Working in a field that has recently captured more of the public’s attention, she has seized opportunities to communicate her wider view of climate change, such as a TEDtalk, and an article in TIME magazine.(6) In both media outlets, she discusses the disproportionate effects of climate change on the global majority of Black and brown people. She is a co-principal investigator for the ADVANCEGeo Partnership, to improve the workplace environment for women in geoscience and has coauthored an article in press on the intersection of race and racism in soil science.(7)
Patricia Soochan is a Program Officer and member of the multidisciplinary team at Howard Hughes Medical Institute (HHMI), with primary responsibility for the development and execution of the Inclusive Excellence (IE) initiative. Previously she had lead responsibility for science education grants to primarily undergraduate institutions, a precursor of IE. She has served as a councilor for the Council on Undergraduate Research and is a contributing writer for AWIS Magazine and Fireside Friday. Prior to joining HHMI, she was a science assistant at the National Science Foundation, a science writer for a consultant to the National Cancer Institute, and a research and development scientist at Life Technologies. She received her BS and MS degrees in biology from George Washington University.
Editor’s Note: The contents of this article are not affiliated with HHMI.
References
- Johnson, H.I. 2017. “Pipelines, pathways, and institutional leadership: an update on the status of women in higher education.” American Council on Education: Washington, DC. https://www.acenet.edu/Documents/ HES-Pipelines-Pathways-and-Institutional- Leadership-2017.pdf.
- Howard, E., and Gagliardi, J. 2018. “Leading the way to parity: preparations, persistence, and the role of women presidents.” American Council on Education: Washington, DC. https://www.acenet.edu/Documents/Leadingthe- Way-to-Parity.pdf.
- Behr, M., and Schneider, J. 2015. “Gender and the ladder to the deanship.” Diversity and Democracy, 18(2). https://www.aacu.org/ diversitydemocracy/2015/spring/behr.
- Hill, L.H., and Wheat, C.A. 2017. “The influence of mentorship and role models on university women leaders’ career paths to university presidency.” The Qualitative Report Conference, 22(8): 2090–2111.

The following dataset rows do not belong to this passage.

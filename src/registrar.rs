//! Warehouse table registrar
//!
//! Turns a directory of schema-description files into one table-creation
//! declaration per file. Nothing is executed against the warehouse; the
//! declarations are written out for the caller to run or pipe.

use crate::config::RegistrarConfig;
use std::fmt;
use std::io::{self, Write};
use std::path::{Path, PathBuf};
use thiserror::Error;

#[derive(Debug, Error)]
pub enum RegistrarError {
    #[error("Cannot read schema directory {path}: {source}")]
    ReadDir {
        path: PathBuf,
        #[source]
        source: io::Error,
    },

    #[error("Schema file {0} has no usable table name")]
    UnnamedSchema(PathBuf),

    #[error("Failed to write declarations: {0}")]
    Write(#[source] io::Error),
}

/// `bq mk --table <project>:<dataset>.<table> <schema-file>`
#[derive(Debug, Clone, PartialEq, Eq)]
pub struct TableDeclaration {
    pub project: String,
    pub dataset: String,
    pub table: String,
    pub schema_file: PathBuf,
}

impl TableDeclaration {
    pub fn qualified_table(&self) -> String {
        format!("{}:{}.{}", self.project, self.dataset, self.table)
    }
}

impl fmt::Display for TableDeclaration {
    fn fmt(&self, f: &mut fmt::Formatter<'_>) -> fmt::Result {
        write!(
            f,
            "bq mk --table {} {}",
            self.qualified_table(),
            self.schema_file.display()
        )
    }
}

/// One declaration per regular, non-hidden file in `schema_dir`, ordered by file name
///
/// The table name is the file name minus its last extension.
pub fn declarations_for_dir(
    config: &RegistrarConfig,
    schema_dir: impl AsRef<Path>,
) -> Result<Vec<TableDeclaration>, RegistrarError> {
    let schema_dir = schema_dir.as_ref();
    let read_dir_error = |source| RegistrarError::ReadDir {
        path: schema_dir.to_path_buf(),
        source,
    };

    let mut files = Vec::new();
    for entry in std::fs::read_dir(schema_dir).map_err(read_dir_error)? {
        let entry = entry.map_err(read_dir_error)?;
        let file_type = entry.file_type().map_err(read_dir_error)?;
        let is_hidden = entry.file_name().to_string_lossy().starts_with('.');

        // Follow symlinks to decide "regular file"
        let is_file = file_type.is_file()
            || (file_type.is_symlink() && entry.path().is_file());

        if is_file && !is_hidden {
            files.push(entry.path());
        }
    }
    files.sort_by(|a, b| a.file_name().cmp(&b.file_name()));

    files
        .into_iter()
        .map(|schema_file| {
            let table = schema_file
                .file_stem()
                .map(|stem| stem.to_string_lossy().into_owned())
                .filter(|stem| !stem.is_empty())
                .ok_or_else(|| RegistrarError::UnnamedSchema(schema_file.clone()))?;

            Ok(TableDeclaration {
                project: config.project.clone(),
                dataset: config.dataset.clone(),
                table,
                schema_file,
            })
        })
        .collect()
}

/// Write one declaration per line
pub fn write_declarations<W: Write>(
    out: &mut W,
    declarations: &[TableDeclaration],
) -> Result<(), RegistrarError> {
    for declaration in declarations {
        writeln!(out, "{}", declaration).map_err(RegistrarError::Write)?;
    }
    out.flush().map_err(RegistrarError::Write)
}
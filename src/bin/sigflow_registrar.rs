//! Print one warehouse table declaration per schema file
//!
//! ## Usage
//!
//! ```bash
//! sigflow-registrar schemas/ | sh
//! ```
//!
//! ## Environment Variables
//!
//! - SIGFLOW_WAREHOUSE_PROJECT - destination project (required)
//! - SIGFLOW_WAREHOUSE_DATASET - destination dataset (required)
//!
//! Nothing is printed unless both are set and the directory is readable.
//! Exit codes: 0 success, 1 I/O error, 2 configuration error.

use clap::Parser;
use sigflow::config::RegistrarConfig;
use sigflow::registrar::{declarations_for_dir, write_declarations};
use std::path::PathBuf;
use std::process::ExitCode;

#[derive(Parser, Debug)]
#[command(name = "sigflow-registrar", about = "Emit warehouse table declarations for schema files")]
struct Args {
    /// Directory holding one schema file per table
    schema_dir: PathBuf,
}

fn main() -> ExitCode {
    let args = Args::parse();

    env_logger::Builder::from_env(env_logger::Env::default().default_filter_or("info"))
        .target(env_logger::Target::Stderr)
        .init();

    let config = match RegistrarConfig::from_env() {
        Ok(config) => config,
        Err(e) => {
            log::error!("❌ {}", e);
            return ExitCode::from(2);
        }
    };

    let declarations = match declarations_for_dir(&config, &args.schema_dir) {
        Ok(declarations) => declarations,
        Err(e) => {
            log::error!("❌ {}", e);
            return ExitCode::FAILURE;
        }
    };

    if declarations.is_empty() {
        log::warn!("⚠️  No schema files in {}", args.schema_dir.display());
    }

    let stdout = std::io::stdout();
    if let Err(e) = write_declarations(&mut stdout.lock(), &declarations) {
        log::error!("❌ {}", e);
        return ExitCode::FAILURE;
    }

    log::info!(
        "✅ {} declarations for {}:{}",
        declarations.len(),
        config.project,
        config.dataset
    );
    ExitCode::SUCCESS
}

- Rockquemore, K.A., and Laszloffy, T. 2008. The Black Academic’s Guide to Winning Tenure without Losing Your Soul. Lynne Rienner Publishers: Boulder, CO. https://www.rienner. com/title/The_Black_Academic_s_Guide_to_ Winning_Tenure_Without_Losing_Your_Soul.
- Berhe, A.A. July 9, 2020. “The climate change community desperately needs to address historic inequities.” TIME. https://time.com/5864693/climate-change-racism/.
- Berhe, A.A., and Ghezzehei, T.A. In press. “Race and racism in soil science.” European Journal of Soil Science.